8 Settembre 2020 in Notizie Fiscali

L'Agenzia conferma la possibilità di trasferire all'erede le quote di agevolazione del superbonus 110% con le stesse regole delle altre spese per ristrutturazione edilizia. 

In una risposta ad una domanda pubblicata sul sito dell'Agenzia viene chiarito che la detrazione per interventi di efficientamento energetico (trainanti o trainati) in caso di decesso dell'avente diritto si trasmettono, per intero, esclusivamente all'erede che conserva la detenzione materiale e diretta del bene

Il chiarimento è conforme a quanto contenuto anche nella circolare n.19/E dell'8 luglio 2020 (pag. 250 e 351) dove si ribadisce che la detrazione compete a chi può disporre dell’immobile, a prescindere dalla circostanza che lo abbia adibito a propria abitazione principale.

In applicazione del criterio generale in base al quale per determinare chi possa fruire della quota di detrazione relativa ad un anno occorre individuare il soggetto che possedeva l’immobile al 31 dicembre di quell’anno, si trasferisce all’erede, in presenza dei requisiti richiesti, la quota di detrazione relativa all’anno del decesso anche nell’ipotesi in cui il decesso avvenga nello stesso anno di sostenimento della spesa. 

Se la detenzione materiale e diretta dell’immobile è esercitata congiuntamente da più eredi, la detrazione è ripartita tra gli stessi in parti uguali. 

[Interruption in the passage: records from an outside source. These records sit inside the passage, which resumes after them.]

//! Listening socket lifecycle.
//!
//! An [`Acceptor`] owns one listening socket. Binding happens on the
//! acceptor's own task; the outcome is reported exactly once through a
//! oneshot handshake so the starter can wait for it. After a successful bind
//! the task accepts connections until cancelled, handing each one to the
//! `on_accept` callback as an independent task.

use std::future::Future;
use std::io;
use std::net::SocketAddr;
use std::time::Duration;

use tokio::net::{TcpListener, TcpSocket, TcpStream};
use tokio::sync::oneshot;
use tokio::task::JoinSet;
use tokio_util::sync::CancellationToken;
use tracing::{debug, error, info, warn};

use super::worker::Worker;

/// Listen backlog for route sockets.
pub const LISTEN_BACKLOG: u32 = 1024;

/// Back-off after a failed accept call.
const ACCEPT_ERROR_BACKOFF: Duration = Duration::from_millis(100);

/// Result of a bind attempt, produced exactly once per acceptor start.
#[derive(Debug)]
pub enum BindOutcome {
    /// The listening socket is bound to `port`.
    Bound { port: u16 },
    /// The listening socket could not be bound.
    Failed { port: u16, error: io::Error },
}

impl BindOutcome {
    pub fn port(&self) -> u16 {
        match self {
            BindOutcome::Bound { port } | BindOutcome::Failed { port, .. } => *port,
        }
    }

    pub fn is_bound(&self) -> bool {
        matches!(self, BindOutcome::Bound { .. })
    }
}

/// A running accept loop for one local address.
pub struct Acceptor {
    addr: SocketAddr,
    worker: Worker,
    bind_rx: Option<oneshot::Receiver<BindOutcome>>,
    /// First outcome seen by `wait_bound`, as the error kind on failure.
    reported: Option<std::result::Result<u16, io::ErrorKind>>,
}

impl Acceptor {
    /// Spawn the acceptor task for `addr`.
    ///
    /// `on_accept` is called on the accept loop for every connection and must
    /// only build the future that handles it; that future runs as its own
    /// task, tracked by the acceptor and shut down when the acceptor exits.
    pub fn start<F, Fut>(
        addr: SocketAddr,
        cancel: CancellationToken,
        terminate_timeout: Duration,
        on_accept: F,
    ) -> Self
    where
        F: FnMut(TcpStream, SocketAddr) -> Fut + Send + 'static,
        Fut: Future<Output = ()> + Send + 'static,
    {
        let (bind_tx, bind_rx) = oneshot::channel();

        let worker = Worker::spawn(
            format!("acceptor:{}", addr.port()),
            cancel,
            terminate_timeout,
            move |cancel| run_accept_loop(addr, cancel, bind_tx, on_accept),
        );

        Self {
            addr,
            worker,
            bind_rx: Some(bind_rx),
            reported: None,
        }
    }

    /// Wait for the bind outcome.
    ///
    /// The first call waits until the acceptor task has reported. Later calls
    /// repeat that outcome without waiting; a repeated failure carries the
    /// original error kind.
    pub async fn wait_bound(&mut self) -> BindOutcome {
        let port = self.addr.port();

        if let Some(reported) = self.reported {
            return match reported {
                Ok(port) => BindOutcome::Bound { port },
                Err(kind) => BindOutcome::Failed {
                    port,
                    error: io::Error::new(kind, "bind already failed"),
                },
            };
        }

        let outcome = match self.bind_rx.take() {
            Some(bind_rx) => match bind_rx.await {
                Ok(outcome) => outcome,
                Err(_) => BindOutcome::Failed {
                    port,
                    error: io::Error::other("acceptor exited before reporting its bind outcome"),
                },
            },
            None => BindOutcome::Failed {
                port,
                error: io::Error::other("bind outcome already taken"),
            },
        };

        self.reported = Some(match &outcome {
            BindOutcome::Bound { port } => Ok(*port),
            BindOutcome::Failed { error, .. } => Err(error.kind()),
        });
        outcome
    }

    /// Whether the accept loop has exited.
    pub fn is_finished(&self) -> bool {
        self.worker.is_finished()
    }

    /// Stop accepting, close the listening socket and wait for the task and
    /// any in-flight connection setup to exit.
    pub async fn stop(&mut self) {
        self.worker.kill_and_wait().await;
    }
}

/// Create a listening socket with `SO_REUSEADDR` set.
pub fn bind_listener(addr: SocketAddr) -> io::Result<TcpListener> {
    let socket = match addr {
        SocketAddr::V4(_) => TcpSocket::new_v4()?,
        SocketAddr::V6(_) => TcpSocket::new_v6()?,
    };
    socket.set_reuseaddr(true)?;
    socket.bind(addr)?;
    socket.listen(LISTEN_BACKLOG)
}

async fn run_accept_loop<F, Fut>(
    addr: SocketAddr,
    cancel: CancellationToken,
    bind_tx: oneshot::Sender<BindOutcome>,
    mut on_accept: F,
) where
    F: FnMut(TcpStream, SocketAddr) -> Fut + Send + 'static,
    Fut: Future<Output = ()> + Send + 'static,
{
    let listener = match bind_listener(addr) {
        Ok(listener) => listener,
        Err(e) => {
            warn!(bind_addr = %addr, error = %e, "Failed to bind listener");
            let _ = bind_tx.send(BindOutcome::Failed {
                port: addr.port(),
                error: e,
            });
            return;
        }
    };

    let port = listener
        .local_addr()
        .map(|local| local.port())
        .unwrap_or(addr.port());
    info!(bind_addr = %addr, port, "Listener bound");

    if bind_tx.send(BindOutcome::Bound { port }).is_err() {
        debug!(port, "Nobody is waiting for the bind outcome");
    }

    let mut connections = JoinSet::new();

    loop {
        tokio::select! {
            biased;

            _ = cancel.cancelled() => break,

            Some(joined) = connections.join_next(), if !connections.is_empty() => {
                if let Err(e) = joined {
                    if e.is_panic() {
                        error!(port, error = %e, "Connection handler panicked");
                    }
                }
            }

            accepted = listener.accept() => match accepted {
                Ok((stream, peer_addr)) => {
                    debug!(port, peer_addr = %peer_addr, "Connection accepted");
                    connections.spawn(on_accept(stream, peer_addr));
                }
                Err(e) => {
                    warn!(port, error = %e, "Accept error");
                    tokio::select! {
                        _ = cancel.cancelled() => break,
                        _ = tokio::time::sleep(ACCEPT_ERROR_BACKOFF) => {}
                    }
                }
            },
        }
    }

    // Connection setup still in flight must not outlive the acceptor.
    connections.shutdown().await;
    drop(listener);
    info!(port, "Listener stopped");
}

A tal riguardo, viene precisato che: 

− se l’immobile è locato, non spetta la detrazione in quanto l’erede proprietario non ne può disporre; 

− se l’immobile è a disposizione, la detrazione spetta in parti uguali agli eredi; 

− se vi sono più eredi, qualora uno solo di essi abiti l’immobile, la detrazione spetta per intero a quest’ultimo non avendone più gli altri la disponibilità; 

− se il coniuge superstite, titolare del solo diritto di abitazione, rinuncia all’eredità, lo stesso non può fruire delle residue quote di detrazione, venendo meno la condizione di erede. 

In tal caso, neppure gli altri eredi (figli) potranno beneficiare della detrazione se non convivono con il coniuge superstite in quanto non hanno la detenzione materiale del bene. 

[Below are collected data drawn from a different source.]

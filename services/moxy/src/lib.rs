//! moxy: a runtime-configurable TCP port-forwarding proxy.
//!
//! Routes map a local port to a remote address and can be added, stopped and
//! removed while the server runs. Relayed bytes are passed through unchanged;
//! observers can watch connections and data without affecting the relay.

pub mod config;
pub mod error;
pub mod events;
pub mod proxy;

pub use config::{Config, ProxySettings, RouteSpec};
pub use error::{InvalidRemoteAddr, ProxyError};
pub use events::{Dispatcher, LoggingObserver, ProxyObserver};
pub use proxy::{
    BindOutcome, Direction, ProxyServer, RelayTag, RemoteAddr, RouteBuilder, RouteConfig,
};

La condizione della “detenzione materiale e diretta del bene” deve sussistere non solo per l’anno dell’accettazione dell’eredità ma anche per ciascun anno per il quale il contribuente intenda fruire delle residue rate di detrazione. 

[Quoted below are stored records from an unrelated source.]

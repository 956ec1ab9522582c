//! Cancellable background tasks.
//!
//! Every execution unit of the proxy (acceptor loops and relay pumps) runs as
//! a [`Worker`]. Stopping one is always "signal, then join": the worker's
//! cancellation token is cancelled, which unblocks any pending accept, read
//! or write raced against it, and the caller then waits for the task to exit
//! so that its sockets have been dropped by the time `kill_and_wait` returns.

use std::future::Future;
use std::time::Duration;

use tokio::task::JoinHandle;
use tokio_util::sync::CancellationToken;
use tracing::{debug, error, warn};

/// Handle to a spawned, cancellable task.
pub struct Worker {
    name: String,
    cancel: CancellationToken,
    handle: Option<JoinHandle<()>>,
    terminate_timeout: Duration,
}

impl Worker {
    /// Spawn `task` with `cancel` as its cancellation signal.
    ///
    /// The task receives a clone of the token and must return promptly once
    /// it is cancelled.
    pub fn spawn<F, Fut>(
        name: impl Into<String>,
        cancel: CancellationToken,
        terminate_timeout: Duration,
        task: F,
    ) -> Self
    where
        F: FnOnce(CancellationToken) -> Fut,
        Fut: Future<Output = ()> + Send + 'static,
    {
        let handle = tokio::spawn(task(cancel.clone()));
        Self {
            name: name.into(),
            cancel,
            handle: Some(handle),
            terminate_timeout,
        }
    }

    /// Whether the task has exited (or was already joined).
    pub fn is_finished(&self) -> bool {
        self.handle.as_ref().map_or(true, JoinHandle::is_finished)
    }

    /// Cancel the task and wait until it has fully exited.
    ///
    /// A task that does not exit within the terminate timeout is aborted and
    /// then awaited. Calling this on a finished or already joined worker is a
    /// no-op.
    pub async fn kill_and_wait(&mut self) {
        self.cancel.cancel();

        let Some(mut handle) = self.handle.take() else {
            return;
        };

        let result = match tokio::time::timeout(self.terminate_timeout, &mut handle).await {
            Ok(result) => result,
            Err(_) => {
                warn!(
                    worker = %self.name,
                    timeout_ms = self.terminate_timeout.as_millis() as u64,
                    "Worker did not stop in time, aborting"
                );
                handle.abort();
                handle.await
            }
        };

        match result {
            Ok(()) => debug!(worker = %self.name, "Worker stopped"),
            Err(e) if e.is_cancelled() => debug!(worker = %self.name, "Worker aborted"),
            Err(e) => error!(worker = %self.name, error = %e, "Worker panicked"),
        }
    }
}

impl Drop for Worker {
    fn drop(&mut self) {
        // An unjoined worker must not outlive its owner.
        if self.handle.is_some() {
            self.cancel.cancel();
        }
    }
}

#[cfg(test)]
mod tests {
    use super::*;
    use std::sync::atomic::{AtomicBool, Ordering};
    use std::sync::Arc;

    #[tokio::test]
    async fn test_kill_and_wait_waits_for_exit() {
        let exited = Arc::new(AtomicBool::new(false));
        let flag = Arc::clone(&exited);

        let mut worker = Worker::spawn(
            "test",
            CancellationToken::new(),
            Duration::from_secs(1),
            |cancel| async move {
                cancel.cancelled().await;
                tokio::time::sleep(Duration::from_millis(20)).await;
                flag.store(true, Ordering::SeqCst);
            },
        );

        assert!(!worker.is_finished());
        worker.kill_and_wait().await;
        assert!(exited.load(Ordering::SeqCst));
        assert!(worker.is_finished());
    }

    #[tokio::test]
    async fn test_kill_and_wait_is_idempotent() {
        let mut worker = Worker::spawn(
            "done",
            CancellationToken::new(),
            Duration::from_secs(1),
            |_cancel| async {},
        );

        worker.kill_and_wait().await;
        worker.kill_and_wait().await;
        assert!(worker.is_finished());
    }

    #[tokio::test]
    async fn test_unresponsive_worker_is_aborted() {
        let mut worker = Worker::spawn(
            "stuck",
            CancellationToken::new(),
            Duration::from_millis(50),
            |_cancel| async {
                tokio::time::sleep(Duration::from_secs(3600)).await;
            },
        );

        tokio::time::timeout(Duration::from_secs(2), worker.kill_and_wait())
            .await
            .expect("kill_and_wait must not hang");
        assert!(worker.is_finished());
    }

    #[tokio::test]
    async fn test_panicking_worker_is_joined() {
        let mut worker = Worker::spawn(
            "panics",
            CancellationToken::new(),
            Duration::from_secs(1),
            |_cancel| async {
                panic!("boom");
            },
        );

        worker.kill_and_wait().await;
        assert!(worker.is_finished());
    }

    #[tokio::test]
    async fn test_parent_token_cancels_child_worker() {
        let parent = CancellationToken::new();
        let mut worker = Worker::spawn(
            "child",
            parent.child_token(),
            Duration::from_secs(1),
            |cancel| async move {
                cancel.cancelled().await;
            },
        );

        parent.cancel();
        tokio::time::timeout(Duration::from_secs(1), async {
            while !worker.is_finished() {
                tokio::time::sleep(Duration::from_millis(5)).await;
            }
        })
        .await
        .expect("child should observe parent cancellation");
        worker.kill_and_wait().await;
    }
}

L’erede non può fruire delle rate di detrazione di competenza degli anni in cui non detiene l’immobile direttamente, perché ad esempio concesso in comodato o in locazione. 

In caso di vendita o di donazione da parte dell’erede che ha la detenzione materiale e diretta del bene, le quote residue della detrazione non fruite da questi non si trasferiscono all’acquirente/donatario neanche nell’ipotesi in cui la vendita o la donazione siano effettuate nel medesimo anno di accettazione dell’eredità. 

La detrazione non si trasferisce agli eredi dell’usufruttuario, tuttavia, nell’ipotesi in cui erede dell’usufruttuario sia il nudo proprietario dell’immobile che consolida l’intera proprietà dell’immobile oggetto degli interventi di ristrutturazione per estinzione naturale del diritto di usufrutto, questi potrà portare in detrazione le rate residue poiché, in qualità di proprietario dell’immobile, ha il titolo giuridico che gli consente di fruire della detrazione.

Questa è una ipotesi abbastanza frequente tra genitori e figli.

E’ necessaria  tuttavia, sempre la detenzione materiale e diretta del bene.